15 Ocak 2011 Cumartesi

saat sabahın 5i... bu saate kadar bir sürü şeyle meşgul oldum. her an aklımdasın.. ben birazdan yatıcam ve sen birazdan kalkıp güne başlayacaksın! sevgilim kağıt kalem olsa yakınımda şimdi bu satırlarda işim yok! öyle özelsin ki seni böyle yazmayı hiç sevmiyorum. çünkü o kadar çok şey eksik kalıyor ki. 128 günümüz kaldı! sonra... sonrası iyilik sağlık...
kalbim pır pır şimdi...arada engel oluyorum yavaşlatıyorum! uçmaktan yorulmasın! hoş kimse bana dünya üzerinde sevmekten yorulan tek bir insan gösteremez. bir de söz konusu sen olunca sevmekten yorulmak diye bir cümlenin yanından bile geçemiyor insan...
süslü cümleler kurmam şart mı?
tüm sadeliğimle gelsem sonra senin derinlerinde derinleşsem cümlelerimle...

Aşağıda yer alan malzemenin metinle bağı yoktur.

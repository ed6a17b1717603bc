//! Parser pooling
//!
//! A [`ParserPool`] keeps idle [`Parser`] instances so that independent
//! single-value lookups don't pay for fresh node tables and text arenas on
//! every call. [`ParserPool::get`] hands out an RAII [`PooledParser`] guard;
//! dropping the guard returns the parser on every exit path, which is what
//! guarantees the release half of the acquire/release discipline.
//!
//! The accessors in [`crate::access`] share one process-wide pool
//! ([`default_pool`]); explicitly constructed pools are independent, which
//! keeps tests isolated.

use std::ops::{Deref, DerefMut};
use std::sync::OnceLock;

use parking_lot::Mutex;
use tracing::trace;

use crate::parser::Parser;

/// Default cap on idle parsers retained per pool
const DEFAULT_MAX_IDLE: usize = 32;

/// Thread-safe free-list of reusable parsers
#[derive(Debug)]
pub struct ParserPool {
    idle: Mutex<Vec<Parser>>,
    max_idle: usize,
    stats: Mutex<PoolStats>,
}

/// Usage counters for a pool
#[derive(Debug, Clone, Default)]
pub struct PoolStats {
    /// Parsers constructed because the free-list was empty
    pub parsers_created: u64,
    /// Acquisitions served from the free-list
    pub parsers_reused: u64,
    /// Parsers accepted back on release
    pub parsers_returned: u64,
    /// Idle parsers currently held
    pub idle: usize,
}

impl PoolStats {
    /// Fraction of acquisitions served without constructing a parser
    pub fn hit_ratio(&self) -> f64 {
        let total = self.parsers_created + self.parsers_reused;
        if total == 0 {
            0.0
        } else {
            self.parsers_reused as f64 / total as f64
        }
    }
}

impl ParserPool {
    /// Create a pool with the default idle capacity
    pub fn new() -> Self {
        Self::with_capacity(DEFAULT_MAX_IDLE)
    }

    /// Create a pool retaining at most `max_idle` idle parsers
    ///
    /// Releases beyond the cap drop the parser instead of retaining it.
    pub fn with_capacity(max_idle: usize) -> Self {
        Self {
            idle: Mutex::new(Vec::new()),
            max_idle,
            stats: Mutex::new(PoolStats::default()),
        }
    }

    /// Acquire a parser, reusing an idle one when available
    ///
    /// Never fails; an empty free-list just constructs a fresh parser. The
    /// returned guard owns the parser exclusively until it is dropped.
    pub fn get(&self) -> PooledParser<'_> {
        let reused = self.idle.lock().pop();
        let parser = match reused {
            Some(parser) => {
                self.stats.lock().parsers_reused += 1;
                trace!("reusing idle parser");
                parser
            }
            None => {
                self.stats.lock().parsers_created += 1;
                trace!("free-list empty, constructing parser");
                Parser::new()
            }
        };
        PooledParser {
            parser: Some(parser),
            pool: self,
        }
    }

    /// Snapshot of the pool's usage counters
    pub fn stats(&self) -> PoolStats {
        let mut stats = self.stats.lock().clone();
        stats.idle = self.idle.lock().len();
        stats
    }

    fn release(&self, mut parser: Parser) {
        parser.reset();
        let mut idle = self.idle.lock();
        if idle.len() < self.max_idle {
            idle.push(parser);
            let idle_len = idle.len();
            drop(idle);
            let mut stats = self.stats.lock();
            stats.parsers_returned += 1;
            stats.idle = idle_len;
        }
        // At capacity the parser is simply dropped
    }
}

impl Default for ParserPool {
    fn default() -> Self {
        Self::new()
    }
}

/// RAII guard for a pooled parser
///
/// Dereferences to [`Parser`]. Dropping the guard resets the parser and
/// returns it to the pool, so any data borrowed from a parse result must be
/// copied out while the guard is alive; the borrow checker enforces this.
pub struct PooledParser<'p> {
    parser: Option<Parser>,
    pool: &'p ParserPool,
}

impl PooledParser<'_> {
    /// Detach the parser from the pool; it will not be returned on drop
    pub fn take(mut self) -> Parser {
        self.parser.take().unwrap_or_default()
    }
}

impl Deref for PooledParser<'_> {
    type Target = Parser;

    fn deref(&self) -> &Parser {
        self.parser.as_ref().unwrap_or_else(|| unreachable!())
    }
}

impl DerefMut for PooledParser<'_> {
    fn deref_mut(&mut self) -> &mut Parser {
        self.parser.as_mut().unwrap_or_else(|| unreachable!())
    }
}

impl Drop for PooledParser<'_> {
    fn drop(&mut self) {
        if let Some(parser) = self.parser.take() {
            self.pool.release(parser);
        }
    }
}

/// Process-wide pool backing the convenience accessors
static DEFAULT_POOL: OnceLock<ParserPool> = OnceLock::new();

/// The process-wide parser pool
pub fn default_pool() -> &'static ParserPool {
    DEFAULT_POOL.get_or_init(ParserPool::new)
}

acı vermeyen bir ayrılık her bir mesafesini aşka katıp kalpler arasındaki yolları kısaltıyor. bugün geç kalanlar adlı oyunu izledim! geç kalmamak üzerine anlatılabilecek en güzel örneği vermiş sanırım. hayata geç kalmak düşünsene... yaşayamamak demek yani bu. bir sevgi sözcüğünü bir özrü ertelememek! bunları seninle tartışmak vardı şimdi... istikametler ne kadar farklı olsa da kırmadan! senin en güzel yanın ne biliyor musun. hiç incitmiyorsun beni!! hayattaki tüm diğer insanların aksine.. ettiğim binlerce duanın yaradan tarafından gönderilmiş bir cevabısın belki de.
bizi biz gibi göremeyen insanlar ne der ki şimdi... susabilirler artık onlara yakışan bu! ve yapraklar bi anlığına hışırdamayabilir, rüzgar susabilir... her şey durabilir! ve ben kulağına fısıldayabilirim- ilker... sadece ilker derim sen neler demek istediğimi anlarsın bilirim... ya da sen bir anlığına bana bakabilirsin. gözlerinde bir ömürlük dinlenebilirim.
hep diyorum ya bir evimiz olsun bizim ilker! senin kalbin benim evim ama yine de diyorum bir evimiz olsun bizim ilker... çünkü ellerini çok seviyorum.